The hardware for the Host system consists of an Intel Xeon Quad Core CPU x3360 @ 2.83GHz, 1TB HDD, and 8GB of memory, of which I anticipate to upgrade to 16GB very soon.
The operating system for the Host system is Windows Vista Business Edition 64bit
I am running VMWare Workstation 6.0.4 (build-93057) with the intention of building a lab environment consisting of thirty VM Guests. If it is of interest, the VM's are not doing anything other than being started, then sitting in a running state. The VM's consist of Windows 2000, XP, 2003, as well as Redhat Linux 9 and RHEL4, all of which are 32bit.
In regards to starting up the VM Guests, I have discovered that I am unable to start the 25th instance. In other words, as soon as the 24th VM Guest is started, any attempt to start a 25th will be met with the following pop-up (verbatim):
"Cannot power on virtual machine: Too many virtual machines."

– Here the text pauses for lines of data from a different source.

use async_trait::async_trait;
use thiserror::Error;

pub mod file;
pub mod memory;

pub use file::FileKeyValueStore;
pub use memory::InMemoryKeyValueStore;

#[derive(Error, Debug)]
pub enum KvError {
    #[error("I/O error: {0}")]
    Io(#[from] std::io::Error),
    #[error("Serialization error: {0}")]
    Serde(#[from] serde_json::Error),
    #[error("Store unavailable: {0}")]
    Unavailable(String),
}

/// Durable string key/value persistence provided by the host.
#[async_trait]
pub trait KeyValueStore: Send + Sync + std::fmt::Debug {
    async fn get(&self, key: &str) -> Result<Option<String>, KvError>;

    /// Stores `value` under `key`. Resolves only once the write is durable.
    async fn set(&self, key: &str, value: &str) -> Result<(), KvError>;

    /// Removing a missing key is not an error.
    async fn remove(&self, key: &str) -> Result<(), KvError>;
}
use super::{KeyValueStore, KvError};
use async_trait::async_trait;
use std::collections::BTreeMap;
use std::path::{Path, PathBuf};
use tokio::sync::Mutex;
use uuid::Uuid;

/// Key/value store backed by a single JSON file.
///
/// Writes go to a uniquely named sibling temp file that is renamed over the
/// original, so a crash mid-write leaves the previous contents intact and two
/// handles on the same file never share a temp file.
#[derive(Debug)]
pub struct FileKeyValueStore {
    path: PathBuf,
    // Serializes read-modify-write cycles on the file
    lock: Mutex<()>,
}

impl FileKeyValueStore {
    #[must_use]
    pub fn new(path: impl Into<PathBuf>) -> Self {
        Self { path: path.into(), lock: Mutex::new(()) }
    }

    #[must_use]
    pub fn path(&self) -> &Path {
        &self.path
    }

    async fn load(&self) -> Result<BTreeMap<String, String>, KvError> {
        match tokio::fs::read(&self.path).await {
            Ok(bytes) if bytes.is_empty() => Ok(BTreeMap::new()),
            Ok(bytes) => Ok(serde_json::from_slice(&bytes)?),
            Err(e) if e.kind() == std::io::ErrorKind::NotFound => Ok(BTreeMap::new()),
            Err(e) => Err(e.into()),
        }
    }

    async fn save(&self, entries: &BTreeMap<String, String>) -> Result<(), KvError> {
        if let Some(parent) = self.path.parent().filter(|p| !p.as_os_str().is_empty()) {
            tokio::fs::create_dir_all(parent).await?;
        }

        let tmp = self.path.with_extension(format!("{}.tmp", Uuid::new_v4().simple()));
        let written = match tokio::fs::write(&tmp, serde_json::to_vec_pretty(entries)?).await {
            Ok(()) => tokio::fs::rename(&tmp, &self.path).await,
            Err(e) => Err(e),
        };
        if let Err(e) = written {
            let _ = tokio::fs::remove_file(&tmp).await;
            return Err(e.into());
        }
        Ok(())
    }
}

#[async_trait]
impl KeyValueStore for FileKeyValueStore {
    async fn get(&self, key: &str) -> Result<Option<String>, KvError> {
        let _guard = self.lock.lock().await;
        Ok(self.load().await?.remove(key))
    }

    #[tracing::instrument(level = "debug", skip(self, value), fields(path = %self.path.display()))]
    async fn set(&self, key: &str, value: &str) -> Result<(), KvError> {
        let _guard = self.lock.lock().await;
        let mut entries = self.load().await?;
        entries.insert(key.to_string(), value.to_string());
        self.save(&entries).await
    }

    #[tracing::instrument(level = "debug", skip(self), fields(path = %self.path.display()))]
    async fn remove(&self, key: &str) -> Result<(), KvError> {
        let _guard = self.lock.lock().await;
        let mut entries = self.load().await?;
        if entries.remove(key).is_some() {
            self.save(&entries).await?;
        }
        Ok(())
    }
}
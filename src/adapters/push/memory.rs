use super::{PlatformError, PushPlatform};
use crate::domain::events::{PermissionStatus, RemoteMessage};
use async_trait::async_trait;
use std::sync::atomic::{AtomicBool, AtomicUsize, Ordering};
use std::sync::{Mutex, PoisonError};
use tokio::sync::broadcast;

const CHANNEL_CAPACITY: usize = 16;

/// Push platform double driven from code: embedders that receive tokens from
/// elsewhere feed them in with [`InMemoryPushPlatform::rotate`].
#[derive(Debug)]
pub struct InMemoryPushPlatform {
    token: Mutex<Option<String>>,
    permission: Mutex<PermissionStatus>,
    failing: AtomicBool,
    token_requests: AtomicUsize,
    refresh_tx: broadcast::Sender<String>,
    message_tx: broadcast::Sender<RemoteMessage>,
}

impl InMemoryPushPlatform {
    #[must_use]
    pub fn new(token: Option<String>) -> Self {
        let (refresh_tx, _) = broadcast::channel(CHANNEL_CAPACITY);
        let (message_tx, _) = broadcast::channel(CHANNEL_CAPACITY);
        Self {
            token: Mutex::new(token),
            permission: Mutex::new(PermissionStatus::Authorized),
            failing: AtomicBool::new(false),
            token_requests: AtomicUsize::new(0),
            refresh_tx,
            message_tx,
        }
    }

    /// Changes the token without firing the refresh callback.
    pub fn set_token(&self, token: Option<String>) {
        *self.token.lock().unwrap_or_else(PoisonError::into_inner) = token;
    }

    /// Changes the token and notifies refresh subscribers.
    pub fn rotate(&self, token: impl Into<String>) {
        let token = token.into();
        self.set_token(Some(token.clone()));
        // No subscribers is fine
        let _ = self.refresh_tx.send(token);
    }

    pub fn deliver_message(&self, message: RemoteMessage) {
        let _ = self.message_tx.send(message);
    }

    pub fn set_permission(&self, status: PermissionStatus) {
        *self.permission.lock().unwrap_or_else(PoisonError::into_inner) = status;
    }

    /// When set, `get_token` returns a platform error.
    pub fn set_failing(&self, failing: bool) {
        self.failing.store(failing, Ordering::SeqCst);
    }

    #[must_use]
    pub fn token_requests(&self) -> usize {
        self.token_requests.load(Ordering::SeqCst)
    }
}

impl Default for InMemoryPushPlatform {
    fn default() -> Self {
        Self::new(None)
    }
}

#[async_trait]
impl PushPlatform for InMemoryPushPlatform {
    async fn request_permission(&self) -> Result<PermissionStatus, PlatformError> {
        Ok(*self.permission.lock().unwrap_or_else(PoisonError::into_inner))
    }

    async fn get_token(&self) -> Result<Option<String>, PlatformError> {
        self.token_requests.fetch_add(1, Ordering::SeqCst);
        if self.failing.load(Ordering::SeqCst) {
            return Err(PlatformError::Other(anyhow::anyhow!("simulated platform failure")));
        }
        Ok(self.token.lock().unwrap_or_else(PoisonError::into_inner).clone())
    }

    fn subscribe_token_refresh(&self) -> broadcast::Receiver<String> {
        self.refresh_tx.subscribe()
    }

    fn subscribe_messages(&self) -> broadcast::Receiver<RemoteMessage> {
        self.message_tx.subscribe()
    }
}
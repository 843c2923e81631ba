use crate::domain::token::{CustomerRef, Platform, TokenRecord};
use serde::Serialize;
use std::collections::BTreeMap;
use thiserror::Error;
use time::OffsetDateTime;

/// What caused a registration attempt. Sent to the server as `source`.
#[derive(Debug, Clone, Copy, PartialEq, Eq, Hash, Serialize)]
#[serde(rename_all = "snake_case")]
pub enum AttemptSource {
    ColdStart,
    Rotation,
    Retry,
    Foreground,
    Background,
    Reachability,
    Sweep,
    CustomerUpdate,
}

impl AttemptSource {
    #[must_use]
    pub const fn as_str(self) -> &'static str {
        match self {
            Self::ColdStart => "cold_start",
            Self::Rotation => "rotation",
            Self::Retry => "retry",
            Self::Foreground => "foreground",
            Self::Background => "background",
            Self::Reachability => "reachability",
            Self::Sweep => "sweep",
            Self::CustomerUpdate => "customer_update",
        }
    }
}

/// Optional device description forwarded verbatim to the server.
#[derive(Debug, Clone, Default, PartialEq, Serialize)]
#[serde(rename_all = "camelCase")]
pub struct DeviceInfo {
    #[serde(skip_serializing_if = "Option::is_none")]
    pub app_version: Option<String>,
    #[serde(skip_serializing_if = "Option::is_none")]
    pub device_model: Option<String>,
    #[serde(skip_serializing_if = "Option::is_none")]
    pub os_version: Option<String>,
    #[serde(skip_serializing_if = "Option::is_none")]
    pub language: Option<String>,
    #[serde(skip_serializing_if = "Option::is_none")]
    pub timezone: Option<String>,
    /// Opaque passthrough fields.
    #[serde(flatten)]
    pub extra: BTreeMap<String, serde_json::Value>,
}

impl DeviceInfo {
    #[must_use]
    pub fn is_empty(&self) -> bool {
        self.app_version.is_none()
            && self.device_model.is_none()
            && self.os_version.is_none()
            && self.language.is_none()
            && self.timezone.is_none()
            && self.extra.is_empty()
    }
}

/// Caller-supplied data that accompanies every registration.
#[derive(Debug, Clone, Default, PartialEq)]
pub struct RegistrationContext {
    pub customer: Option<CustomerRef>,
    pub device_info: Option<DeviceInfo>,
}

/// JSON body of `POST <registration-endpoint>`.
#[derive(Debug, Clone, PartialEq, Serialize)]
#[serde(rename_all = "camelCase")]
pub struct RegistrationPayload {
    pub token: String,
    pub platform: Platform,
    #[serde(with = "time::serde::rfc3339")]
    pub timestamp: OffsetDateTime,
    pub source: AttemptSource,
    #[serde(skip_serializing_if = "Option::is_none")]
    pub customer_id: Option<String>,
    #[serde(skip_serializing_if = "Option::is_none")]
    pub email: Option<String>,
    #[serde(skip_serializing_if = "Option::is_none")]
    pub device_info: Option<DeviceInfo>,
}

impl RegistrationPayload {
    /// Builds the payload for `record`. Missing optional data is simply omitted.
    #[must_use]
    pub fn build(record: &TokenRecord, context: &RegistrationContext, source: AttemptSource, now: OffsetDateTime) -> Self {
        let customer = context.customer.as_ref().or(record.customer_ref.as_ref());
        Self {
            token: record.value.clone(),
            platform: record.platform,
            timestamp: now,
            source,
            customer_id: customer.map(|c| c.customer_id.clone()),
            email: customer.and_then(|c| c.email.clone()),
            device_info: context.device_info.clone().filter(|d| !d.is_empty()),
        }
    }
}

#[derive(Error, Debug, Clone, PartialEq, Eq)]
pub enum NetworkFailureReason {
    #[error("request timed out")]
    Timeout,
    #[error("connection failed: {0}")]
    Connect(String),
    #[error("request aborted")]
    Aborted,
    #[error("{0}")]
    Other(String),
}

/// Classified result of one registration call.
#[derive(Debug, Clone, PartialEq)]
pub enum RegistrationOutcome {
    /// Server answered 2xx. Holds the response body, `Null` if it was not JSON.
    Success(serde_json::Value),
    /// Server was reached but answered non-2xx.
    Rejected { status: u16, body: String },
    /// The request never completed.
    NetworkFailure(NetworkFailureReason),
}

impl RegistrationOutcome {
    #[must_use]
    pub const fn is_success(&self) -> bool {
        matches!(self, Self::Success(_))
    }

    /// Metric/log label for the outcome class.
    #[must_use]
    pub const fn label(&self) -> &'static str {
        match self {
            Self::Success(_) => "success",
            Self::Rejected { status, .. } if *status >= 400 && *status < 500 => "rejected_client",
            Self::Rejected { .. } => "rejected_server",
            Self::NetworkFailure(_) => "network_failure",
        }
    }
}
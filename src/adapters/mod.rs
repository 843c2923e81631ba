pub mod http;
pub mod kv;
pub mod lifecycle;
pub mod network;
pub mod push;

Note when I run Perfmon on the Host it reflects 50-51% Used Physical Memory, so it certainly isn't a memory issue and I know it's not a lack of HDD space issue either.
My goal is to start all thirty VM Guests. Why am I unable to start more than twenty-four VM Guests
I am aware of the availability of VMWare Workstation 6.5.2 (build-156735), but before I embark upon downloading, installing and upgrading all of the VM Guests, only to discover the issue remains the same in 6.5.2, I thought it prudent to ask if VMWare Workstation limited to twenty-four VM Guests?
It's a limitation of the underlying Windows Host OS, Not the particular version of Workstation. I read that Linux hosts have a max. of 64 VMs.
Both of these are due to particular host resources - at least on Windows hosts, each VM takes up 2 of the resources (I forget exactly what they are, but there are only so many of them to go around).
An afterthought in case anyone should ask of the Memory related preferences...
The VMWare preferences reflects a maximum of 7369MB available for use, of which I have allowed.
For "Additional Memory", it is configured to "Allow some virtual machine memory to be swapped", though I suspect I can set this to "Fit all virtual machine memory into reserved host RAM"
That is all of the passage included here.